Collected data:
use chat_provider::ProviderError;
use reqwest::StatusCode;

use crate::payload::ErrorBody;

/// Extracts the machine-readable error message from a non-success body,
/// falling back to the raw body and then the status reason.
pub fn parse_error_message(status: StatusCode, body: &str) -> String {
    if let Ok(parsed) = serde_json::from_str::<ErrorBody>(body) {
        if let Some(message) = parsed.error.filter(|message| !message.trim().is_empty()) {
            return message;
        }
    }

    let trimmed = body.trim();
    if trimmed.is_empty() {
        status
            .canonical_reason()
            .unwrap_or("request failed")
            .to_string()
    } else {
        trimmed.to_string()
    }
}

/// Maps a non-success status to the boundary failure taxonomy.
///
/// 401/403 mean the held credential was rejected; 4xx validation failures are
/// local caller mistakes; everything else is a transport/server failure.
pub fn classify_status(status: StatusCode, body: &str) -> ProviderError {
    let message = parse_error_message(status, body);
    match status {
        StatusCode::UNAUTHORIZED | StatusCode::FORBIDDEN => {
            ProviderError::CredentialRejected(message)
        }
        StatusCode::BAD_REQUEST | StatusCode::UNPROCESSABLE_ENTITY => {
            ProviderError::Validation(message)
        }
        _ => ProviderError::Transport(format!("HTTP {}: {message}", status.as_u16())),
    }
}

pub fn transport_error(error: reqwest::Error) -> ProviderError {
    ProviderError::Transport(error.to_string())
}
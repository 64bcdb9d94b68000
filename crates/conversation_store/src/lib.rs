mod error;
mod medium;
mod record;
mod store;

pub use error::{MediumError, StoreError};
pub use medium::{sanitize_key_for_filename, FileMedium, KeyValueMedium, MemoryMedium};
pub use record::{ConversationId, ConversationRecord, IdGenerator};
pub use store::{ConversationStore, CONVERSATIONS_KEY, CONVERSATION_CAP};
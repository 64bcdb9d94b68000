//! Conversation lifecycle and persistence core for a single-user chat client
//! backed by a locally hosted model server.
//!
//! The crate owns the state-transition logic of the client: the active
//! [`session::ConversationSession`], the bounded sliding
//! [`context`] window sent with each turn, heuristic and model-assisted
//! [`title`] resolution, the optional [`auth::AuthGate`], and the
//! [`controller::ChatController`] that composes them over the durable
//! conversation store.
//!
//! Rendering, model inference, and process bootstrap live outside this crate;
//! the model-serving backend is reached only through the
//! [`chat_provider::ChatProvider`] boundary.

pub mod auth;
pub mod context;
pub mod controller;
pub mod session;
pub mod title;

pub use auth::{AuthError, AuthGate, AuthState, CREDENTIAL_KEY};
pub use chat_provider::{ChatProvider, ChatReply, ChatRequest, Message, ProviderError, Role};
pub use context::{context_window, CONTEXT_MESSAGES};
pub use controller::{ChatController, SwitchError, TurnError, TurnOutcome, TurnRequest};
pub use conversation_store::{
    ConversationId, ConversationRecord, ConversationStore, FileMedium, IdGenerator,
    KeyValueMedium, MemoryMedium, StoreError,
};
pub use ollama_api::{OllamaApiClient, OllamaApiConfig};
pub use session::{ConversationSession, PersistError, SessionError};
pub use title::{heuristic_title, TitleRequest, PLACEHOLDER_TITLE, TITLE_MAX_CHARS};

What this task involves = Your answer must be the lines above, unchanged, from the first one through the line that holds "the status reason.", inclusive, and no others.

Result of this exercise =
use chat_provider::ProviderError;
use reqwest::StatusCode;

use crate::payload::ErrorBody;

/// Extracts the machine-readable error message from a non-success body,
/// falling back to the raw body and then the status reason.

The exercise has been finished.